The restaurant provides plastic gloves for the convenience of customers, as it can get messy enjoying your food so much. Cui Meng / China Daily
The owners of Ninety-Nine Yurts work hard to provide a genuine Inner Mongolian life style to Beijing and their lamb from Inner Mongolia is among the best in the city.
The restaurant actually does feature yurts and the warmth of them is surprising, as they are purchased from Mongolian and Kazakhstan ethnic groups. Many of them have the owners' pictures and original decorative items on the walls.
Huo Xueling, general manager of the restaurant, says while lamb is available all year round, goat meat is best in winter.
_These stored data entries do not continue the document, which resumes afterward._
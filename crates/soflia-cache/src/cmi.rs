//! CMI key validation and value sanitization.
//!
//! The session store accepts whatever it is given, so every key and value
//! coming from SCORM content passes through here first.

use std::fmt;
use std::sync::LazyLock;

use regex::Regex;

use crate::error::{Error, Result};

/// Longest key accepted.
pub const MAX_KEY_LEN: usize = 255;

static KEY_SHAPE: LazyLock<Regex> = LazyLock::new(|| {
    Regex::new(r"^(cmi|adl)(\.[a-z0-9_]+)+$").expect("CMI key pattern is valid")
});

/// Elements the content may read but never write.
const READ_ONLY: &[&str] = &[
    "cmi.core.student_id",
    "cmi.core.student_name",
    "cmi.core.credit",
    "cmi.core.lesson_mode",
    "cmi.core.total_time",
    "cmi.learner_id",
    "cmi.learner_name",
    "cmi.credit",
    "cmi.mode",
    "cmi.launch_data",
    "cmi.total_time",
];

/// Elements the content may write but never read.
const WRITE_ONLY: &[&str] = &[
    "cmi.core.session_time",
    "cmi.core.exit",
    "cmi.session_time",
    "cmi.exit",
];

/// Enumerated elements and their allowed values.
const VOCABULARIES: &[(&str, &[&str])] = &[
    (
        "cmi.core.lesson_status",
        &[
            "passed",
            "completed",
            "failed",
            "incomplete",
            "browsed",
            "not attempted",
        ],
    ),
    (
        "cmi.completion_status",
        &["completed", "incomplete", "not attempted", "unknown"],
    ),
    ("cmi.success_status", &["passed", "failed", "unknown"]),
    ("cmi.mode", &["browse", "normal", "review"]),
    ("cmi.core.lesson_mode", &["browse", "normal", "review"]),
    ("cmi.core.exit", &["time-out", "suspend", "logout", ""]),
    (
        "cmi.exit",
        &["time-out", "suspend", "logout", "normal", ""],
    ),
];

/// A CMI data model element name that passed shape validation.
#[derive(Debug, Clone, PartialEq, Eq, Hash)]
pub struct CmiKey(String);

impl CmiKey {
    /// Validate `raw` as a CMI element name.
    ///
    /// Accepts `cmi.` or `adl.` followed by dot-separated segments of
    /// lowercase letters, digits and underscores.
    pub fn parse(raw: &str) -> Result<Self> {
        if raw.len() > MAX_KEY_LEN || !KEY_SHAPE.is_match(raw) {
            return Err(Error::InvalidKey(raw.to_string()));
        }
        Ok(Self(raw.to_string()))
    }

    pub fn as_str(&self) -> &str {
        &self.0
    }

    /// Read-only elements, including `_count`, `_children` and `_version` keywords.
    pub fn is_read_only(&self) -> bool {
        READ_ONLY.contains(&self.as_str()) || self.is_keyword()
    }

    pub fn is_write_only(&self) -> bool {
        WRITE_ONLY.contains(&self.as_str())
    }

    fn is_keyword(&self) -> bool {
        self.0
            .rsplit('.')
            .next()
            .is_some_and(|segment| segment.starts_with('_'))
    }
}

impl fmt::Display for CmiKey {
    fn fmt(&self, f: &mut fmt::Formatter<'_>) -> fmt::Result {
        f.write_str(&self.0)
    }
}

impl AsRef<str> for CmiKey {
    fn as_ref(&self) -> &str {
        &self.0
    }
}

/// Clean a value written by content before it is cached.
///
/// Drops control characters other than newline and tab, drops angle
/// brackets, trims surrounding whitespace and keeps at most `max_len`
/// characters.
pub fn sanitize_value(raw: &str, max_len: usize) -> String {
    raw.chars()
        .filter(|c| (!c.is_control() || matches!(c, '\n' | '\t')) && !matches!(c, '<' | '>'))
        .collect::<String>()
        .trim()
        .chars()
        .take(max_len)
        .collect()
}

/// Reject values outside the vocabulary of enumerated elements.
///
/// Elements without a vocabulary accept anything.
pub fn validate_vocabulary(key: &CmiKey, value: &str) -> Result<()> {
    let allowed = VOCABULARIES
        .iter()
        .find(|(element, _)| *element == key.as_str())
        .map(|(_, values)| *values);

    match allowed {
        Some(values) if !values.contains(&value) => Err(Error::InvalidValue {
            key: key.to_string(),
            value: value.to_string(),
        }),
        _ => Ok(()),
    }
}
"They are fattest now. After a month they lose weight," he says.
Huo sources goats from the remote mountains of the Urad Middle Banner grassland in Inner Mongolia, which provides high-quality wild grass.
"Lamb is suitable for roasting and boiling, while goats are suitable for boiling," he adds.
The goats are from 2 to 3 years old and the only drawback as far as I'm concerned is they can be a bit fibrous and stick in the teeth.
Apart from boiled goat, the restaurant makes a grand whole roast lamb. Garlic slices are served to palliate the greasiness, and plastic gloves are provided for the convenience of customers - so you can get your hands dirty!
The restaurant's lamb roast is prepared in a room with glass windows, so you can see everything. In the evening there are singers from Inner Mongolia who toast the guests.
The restaurant also offers camel meat from Alxa League, where each year 2,000 camels are processed for food. Stewed mushrooms with cabbage, roast lamb rice with cumin, bread and yogurt are all good choices.
A pot of boiled goat is enough for six people and costs 1,299 yuan ($210).
There are a la carte choices for individuals or small groups, but there are no small portions of boiled goat. Average cost for individual customers is from 100-150 yuan per head.